John's father, Ernest, had been a farmer before starting the grocery chain, and with the help of family money John went into the farming business too. In the 1930s he began buying land for sugar-cane farms, he found land was so cheap because of the Great Depression he could buy it for the cost of its unpaid property tax. He became a prominent and leading sugar, citrus and corn farmer, and cattleman, owning large spreads in Central Florida. After World War II, he did not enlist due to a bad knee, he was hired by Rollins College to teach returning soldiers business classes. He was director of the Palm Beach County Agricultural Advisory Committee. In October 1945, he testified before the Committee on Appropriations of the United States Congress about the availability of migrant labor on sugar plantations. He patented a cane loading and chopping machine.

Tiedtke was a philanthropist and patron of the arts. He is noted for championing and supporting various fine arts programs in Central Florida including the Bach Festival Society of Winter Park (Note: "Tiedtke's most notable contribution to the arts was his involvement in the Bach Festival. Since 1950 until his death, he served as the president of the Bach Festival and turned the program into the high quality performances that it is today.") and the Enzian Theater.
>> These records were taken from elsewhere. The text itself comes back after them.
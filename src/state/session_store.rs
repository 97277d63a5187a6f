use std::collections::HashMap;
use std::sync::{Mutex, MutexGuard};
use std::time::Duration;

use log::debug;

use uuid::Uuid;

use crate::models::session::Session;

/// In-memory sessions keyed by id. Guards are never held across an `.await`.
///
/// With a TTL, sessions idle for longer than it are treated as gone and are
/// swept whenever a new session is created.
#[derive(Default)]
pub struct SessionStore {
    sessions: Mutex<HashMap<Uuid, Session>>,
    ttl: Option<Duration>,
}

impl SessionStore {
    pub fn new() -> Self {
        Self::default()
    }

    pub fn with_ttl(ttl: Duration) -> Self {
        Self {
            sessions: Mutex::default(),
            ttl: Some(ttl),
        }
    }

    fn is_expired(&self, session: &Session, now: i64) -> bool {
        match self.ttl {
            Some(ttl) => now.saturating_sub(session.updated_at) > ttl.as_millis() as i64,
            None => false,
        }
    }

    fn now() -> i64 {
        chrono::Utc::now().timestamp_millis()
    }

    fn lock(&self) -> MutexGuard<'_, HashMap<Uuid, Session>> {
        // A panic while holding the lock leaves plain data behind, keep serving it
        self.sessions
            .lock()
            .unwrap_or_else(|poisoned| poisoned.into_inner())
    }

    pub fn create(&self) -> Session {
        let session = Session::new();
        let mut sessions = self.lock();
        self.sweep(&mut sessions);
        sessions.insert(session.id, session.clone());
        session
    }

    fn sweep(&self, sessions: &mut HashMap<Uuid, Session>) {
        let now = Self::now();
        let before = sessions.len();
        sessions.retain(|_, session| !self.is_expired(session, now));
        if sessions.len() < before {
            debug!("Evicted {} idle sessions", before - sessions.len());
        }
    }

    pub fn get(&self, id: &Uuid) -> Option<Session> {
        let now = Self::now();
        self.lock()
            .get(id)
            .filter(|session| !self.is_expired(session, now))
            .cloned()
    }

    pub fn contains(&self, id: &Uuid) -> bool {
        self.get(id).is_some()
    }

    pub fn remove(&self, id: &Uuid) -> Option<Session> {
        self.lock().remove(id)
    }

    /// Run `f` on the session and return its result with a snapshot of the session.
    pub fn update<T, F>(&self, id: &Uuid, f: F) -> Option<(T, Session)>
    where
        F: FnOnce(&mut Session) -> T,
    {
        let now = Self::now();
        let mut sessions = self.lock();
        let session = sessions.get_mut(id)?;
        if self.is_expired(session, now) {
            return None;
        }
        let result = f(session);
        Some((result, session.clone()))
    }

    pub fn count(&self) -> usize {
        self.lock().len()
    }
}
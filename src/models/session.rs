use uuid::Uuid;

use crate::models::customization::{Customization, CustomizationUpdate};
use crate::models::qr_request::{QrKind, QrRequest};
use crate::models::theme::ThemeSuggestion;
use crate::utils::payload::format_payload;

/// Payload shown before the first submission
pub const DEFAULT_PAYLOAD: &str = "https://qrfy.com/";

/// One interactive generator session. Nothing here is persisted.
#[derive(Debug, Clone)]
pub struct Session {
    pub id: Uuid,
    pub active_kind: QrKind,
    pub payload: String,
    pub customization: Customization,
    pub revision: u64, // Bumped on every mutation
    pub created_at: i64,
    pub updated_at: i64,
}

impl Session {
    pub fn new() -> Self {
        let now = chrono::Utc::now().timestamp_millis();

        Self {
            id: Uuid::new_v4(),
            active_kind: QrKind::Url,
            payload: DEFAULT_PAYLOAD.to_string(),
            customization: Customization::default(),
            revision: 0,
            created_at: now,
            updated_at: now,
        }
    }

    /// Replace the payload with the one derived from an accepted request.
    pub fn submit(&mut self, request: &QrRequest) {
        self.active_kind = request.kind();
        self.payload = format_payload(request);
        self.touch();
    }

    pub fn clear_payload(&mut self) {
        self.payload.clear();
        self.touch();
    }

    pub fn customize(&mut self, update: CustomizationUpdate) {
        self.customization.update(update);
        self.touch();
    }

    /// Apply a theme only if nothing changed since `seen_revision` was read.
    /// Returns whether the theme was applied.
    pub fn apply_theme_if_current(&mut self, suggestion: &ThemeSuggestion, seen_revision: u64) -> bool {
        if self.revision != seen_revision {
            return false;
        }
        self.customization.apply_theme(suggestion);
        self.touch();
        true
    }

    pub fn can_export(&self) -> bool {
        !self.payload.is_empty()
    }

    fn touch(&mut self) {
        self.revision += 1;
        self.updated_at = chrono::Utc::now().timestamp_millis();
    }
}

impl Default for Session {
    fn default() -> Self {
        Self::new()
    }
}
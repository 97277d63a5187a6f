pub mod theme_generator;
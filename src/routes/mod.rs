mod routes;

pub use routes::init_routes;
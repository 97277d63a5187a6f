use std::sync::Arc;
use std::time::Duration;

use crate::services::theme_generator::ThemeGenerator;
use crate::state::session_store::SessionStore;

pub struct AppState {
    pub sessions: SessionStore,
    pub theme_generator: Arc<dyn ThemeGenerator>,
}

impl AppState {
    pub fn new(theme_generator: Arc<dyn ThemeGenerator>) -> Self {
        Self {
            sessions: SessionStore::new(),
            theme_generator,
        }
    }

    /// Same as `new`, but sessions idle longer than `ttl` are dropped.
    pub fn with_session_ttl(theme_generator: Arc<dyn ThemeGenerator>, ttl: Duration) -> Self {
        Self {
            sessions: SessionStore::with_ttl(ttl),
            theme_generator,
        }
    }
}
He was instrumental in funding a unique film festival. In 1949, "Tiedtke breathed life into the Florida Symphony Orchestra" and was a founding member.

He was a full professor of economics beginning in 1951, becoming the school's first dean of graduate programs (1960 to 1965). He was its business manager, treasurer and second vice president. He became Vice President, Treasurer and Business Manager of the college. He devoted 20 years to being on the Board of Directors of Rollins College. He donated magnanimously to both the Rollins College Music and Theater Departments.
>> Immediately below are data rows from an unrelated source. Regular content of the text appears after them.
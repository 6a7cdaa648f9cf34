// src/server/routes.rs

use super::dashboard;
use super::AppState;
use crate::analysis::{AnalyticsReport, TrafficState};
use crate::pipeline::metrics::MetricsSummary;
use axum::extract::State;
use axum::response::{Html, Json};

pub async fn index(State(app): State<AppState>) -> Html<String> {
    Html(dashboard::render(&app.shared.traffic_snapshot()))
}

pub async fn traffic_data(State(app): State<AppState>) -> Json<TrafficState> {
    Json(app.shared.traffic_snapshot())
}

pub async fn analytics_data(State(app): State<AppState>) -> Json<AnalyticsReport> {
    Json(app.shared.analytics_report(chrono::Utc::now().timestamp()))
}

pub async fn metrics(State(app): State<AppState>) -> Json<MetricsSummary> {
    Json(app.metrics.summary())
}
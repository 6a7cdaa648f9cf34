// src/video_processor.rs

use crate::error::FrameError;
use crate::preprocessing::from_rgb_image;
use crate::types::Frame;
use std::path::{Path, PathBuf};
use tracing::info;
use walkdir::WalkDir;

const IMAGE_EXTENSIONS: [&str; 4] = ["jpg", "jpeg", "png", "bmp"];

/// Frame provider for one lane. `Ok(None)` is end of stream; looping is
/// the caller's job via `seek_to_start`.
pub trait VideoSource: Send {
    fn read(&mut self) -> Result<Option<Frame>, FrameError>;
    fn seek_to_start(&mut self) -> Result<(), FrameError>;
    fn describe(&self) -> String;
}

/// Opens the backend matching `path`: a directory is read as an image
/// sequence, anything else as a video file.
pub fn open_lane_source(path: &str) -> Result<Box<dyn VideoSource>, FrameError> {
    let p = Path::new(path);
    if !p.exists() {
        return Err(FrameError::Unavailable(format!("{} does not exist", path)));
    }

    if p.is_dir() {
        return Ok(Box::new(ImageSequenceSource::open(p)?));
    }

    open_video_file(p)
}

#[cfg(feature = "opencv")]
fn open_video_file(path: &Path) -> Result<Box<dyn VideoSource>, FrameError> {
    Ok(Box::new(opencv_source::OpenCvSource::open(path)?))
}

#[cfg(not(feature = "opencv"))]
fn open_video_file(path: &Path) -> Result<Box<dyn VideoSource>, FrameError> {
    Err(FrameError::Unavailable(format!(
        "{} is a video file; rebuild with the `opencv` feature or point the lane at a frame directory",
        path.display()
    )))
}

/// A directory of still frames played back in file-name order.
pub struct ImageSequenceSource {
    dir: PathBuf,
    files: Vec<PathBuf>,
    position: usize,
    fps: f64,
}

impl ImageSequenceSource {
    pub fn open(dir: &Path) -> Result<Self, FrameError> {
        let mut files: Vec<PathBuf> = WalkDir::new(dir)
            .follow_links(true)
            .max_depth(1)
            .into_iter()
            .filter_map(|e| e.ok())
            .map(|e| e.into_path())
            .filter(|p| {
                p.extension()
                    .and_then(|e| e.to_str())
                    .map(|e| IMAGE_EXTENSIONS.contains(&e.to_ascii_lowercase().as_str()))
                    .unwrap_or(false)
            })
            .collect();
        files.sort();

        if files.is_empty() {
            return Err(FrameError::Unavailable(format!(
                "no image frames in {}",
                dir.display()
            )));
        }

        info!("Image sequence {}: {} frames", dir.display(), files.len());

        Ok(Self {
            dir: dir.to_path_buf(),
            files,
            position: 0,
            fps: 30.0,
        })
    }

    #[cfg(test)]
    fn len(&self) -> usize {
        self.files.len()
    }
}

impl VideoSource for ImageSequenceSource {
    fn read(&mut self) -> Result<Option<Frame>, FrameError> {
        let Some(path) = self.files.get(self.position) else {
            return Ok(None);
        };
        let timestamp_ms = self.position as f64 / self.fps * 1000.0;
        // Advance first so a corrupt file is skipped on the next read.
        self.position += 1;

        let image = image::open(path).map_err(|e| FrameError::Decode {
            path: path.display().to_string(),
            reason: e.to_string(),
        })?;

        Ok(Some(from_rgb_image(image.to_rgb8(), timestamp_ms)))
    }

    fn seek_to_start(&mut self) -> Result<(), FrameError> {
        self.position = 0;
        Ok(())
    }

    fn describe(&self) -> String {
        format!("image sequence {}", self.dir.display())
    }
}

#[cfg(feature = "opencv")]
mod opencv_source {
    use super::*;
    use opencv::{
        core::Mat,
        imgproc,
        prelude::*,
        videoio::{self, VideoCapture, VideoCaptureTrait, VideoCaptureTraitConst},
    };

    pub struct OpenCvSource {
        path: PathBuf,
        cap: VideoCapture,
        fps: f64,
        current_frame: i64,
    }

    fn read_err(e: opencv::Error) -> FrameError {
        FrameError::Read(e.to_string())
    }

    impl OpenCvSource {
        pub fn open(path: &Path) -> Result<Self, FrameError> {
            info!("Opening video: {}", path.display());

            let name = path.to_string_lossy();
            let cap = VideoCapture::from_file(&name, videoio::CAP_ANY)
                .map_err(|e| FrameError::Unavailable(e.to_string()))?;

            if !cap.is_opened().map_err(read_err)? {
                return Err(FrameError::Unavailable(format!(
                    "failed to open {}",
                    path.display()
                )));
            }

            let fps = VideoCaptureTraitConst::get(&cap, videoio::CAP_PROP_FPS).map_err(read_err)?;
            let total = VideoCaptureTraitConst::get(&cap, videoio::CAP_PROP_FRAME_COUNT)
                .map_err(read_err)? as i64;
            let width = VideoCaptureTraitConst::get(&cap, videoio::CAP_PROP_FRAME_WIDTH)
                .map_err(read_err)? as i32;
            let height = VideoCaptureTraitConst::get(&cap, videoio::CAP_PROP_FRAME_HEIGHT)
                .map_err(read_err)? as i32;

            info!(
                "Video properties: {}x{} @ {:.1} FPS, {} frames",
                width, height, fps, total
            );

            Ok(Self {
                path: path.to_path_buf(),
                cap,
                fps: if fps > 0.0 { fps } else { 30.0 },
                current_frame: 0,
            })
        }
    }

    impl VideoSource for OpenCvSource {
        fn read(&mut self) -> Result<Option<Frame>, FrameError> {
            let mut mat = Mat::default();

            if !VideoCaptureTrait::read(&mut self.cap, &mut mat).map_err(read_err)? || mat.empty() {
                return Ok(None);
            }

            self.current_frame += 1;
            let timestamp_ms = (self.current_frame as f64 / self.fps) * 1000.0;

            let mut rgb_mat = Mat::default();
            imgproc::cvt_color(&mat, &mut rgb_mat, imgproc::COLOR_BGR2RGB, 0).map_err(read_err)?;

            let data = rgb_mat.data_bytes().map_err(read_err)?.to_vec();

            Ok(Some(Frame::new(
                data,
                rgb_mat.cols() as usize,
                rgb_mat.rows() as usize,
                timestamp_ms,
            )))
        }

        fn seek_to_start(&mut self) -> Result<(), FrameError> {
            self.current_frame = 0;
            let ok = VideoCaptureTrait::set(&mut self.cap, videoio::CAP_PROP_POS_FRAMES, 0.0)
                .map_err(read_err)?;
            if ok {
                Ok(())
            } else {
                Err(FrameError::Read(format!(
                    "seek to start failed for {}",
                    self.path.display()
                )))
            }
        }

        fn describe(&self) -> String {
            format!("video file {}", self.path.display())
        }
    }
}

#[cfg(test)]
mod tests {
    use super::*;
    use image::{Rgb, RgbImage};

    fn temp_dir(name: &str) -> PathBuf {
        let dir = std::env::temp_dir().join(format!(
            "traffic-signal-control-{}-{}",
            name,
            std::process::id()
        ));
        let _ = std::fs::remove_dir_all(&dir);
        std::fs::create_dir_all(&dir).unwrap();
        dir
    }

    #[test]
    fn test_image_sequence_loops_after_seek() {
        let dir = temp_dir("seq");
        for (i, shade) in [10u8, 20, 30].iter().enumerate() {
            RgbImage::from_pixel(4, 4, Rgb([*shade, 0, 0]))
                .save(dir.join(format!("frame_{:03}.png", i)))
                .unwrap();
        }
        std::fs::write(dir.join("notes.txt"), "ignored").unwrap();

        let mut source = ImageSequenceSource::open(&dir).unwrap();
        assert_eq!(source.len(), 3);

        let first = source.read().unwrap().unwrap();
        assert_eq!(first.data[0], 10);
        source.read().unwrap().unwrap();
        source.read().unwrap().unwrap();
        assert!(source.read().unwrap().is_none());

        source.seek_to_start().unwrap();
        let again = source.read().unwrap().unwrap();
        assert_eq!(again.data, first.data);

        let _ = std::fs::remove_dir_all(&dir);
    }

    #[test]
    fn test_empty_directory_unavailable() {
        let dir = temp_dir("empty");
        assert!(matches!(
            ImageSequenceSource::open(&dir),
            Err(FrameError::Unavailable(_))
        ));
        let _ = std::fs::remove_dir_all(&dir);
    }

    #[test]
    fn test_missing_path_unavailable() {
        let result = open_lane_source("/definitely/not/here/lane1.mp4");
        assert!(matches!(result, Err(FrameError::Unavailable(_))));
    }
}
He was the owner of the Tiedtke well in Punta Gorda, Florida, which was the source of an unusual sample of Punta Gorda Anhydrite which he photographed.

==Legacy==

Upon his death, the Orlando Sentinel wrote, "The arts in Central Florida lost a giant on Tuesday. He created wealth by investing in sugar, citrus and corn farms on land near Lake Okeechobee. Land companies, development companies, Shawnee Cattle and Atlas Sugar were among his holdings. But it was what he did with that wealth that has had so much impact. He spent millions bringing music, film, and art to his adopted home of Central Florida." Florida Today said Tiedtke "was another important figure in the cultural development of Winter Park" who "was very successful in the state's sugar industry". Orlando Magazine noted that Tiedtke was "a savior to nearly every arts organization in town, including the Bach Festival, Florida Symphony Orchestra, Orlando Museum of Art, Orlando Opera, and Festival of Orchestras—all that besides being a founder/funder of United Arts of Central Florida".

He individually funded the 400-seat John M. Tiedtke Concert Hall at Rollins. It is the music department's "flagship venue and features two Steinway D Concert grand pianos."

Tiedtke established the John M. Tiedtke Endowed Chair of Music — funded in part by an anonymous $250,000 donation from Fred Rogers, who was TV's Mister Rogers and alumni of Rollins. In 1972, he was one of eight Floridians to receive a "C.H.I.E.F." award ("Champions of Higher Independent Education in Florida") from the Independent Colleges and Universities of Florida. In 1973, Florida Governor Reubin Askew gave him one of the "Governor's Awards for the Arts".

The Tiedtke family's mausoleum is in Section 42 at Woodlawn Cemetery in Toledo, Ohio.

In 2019, in honor of the fifteenth anniversary of his passing, a memorial concert was dedicated to him at the Bach Festival Society, along with other memorial events in Winter Park.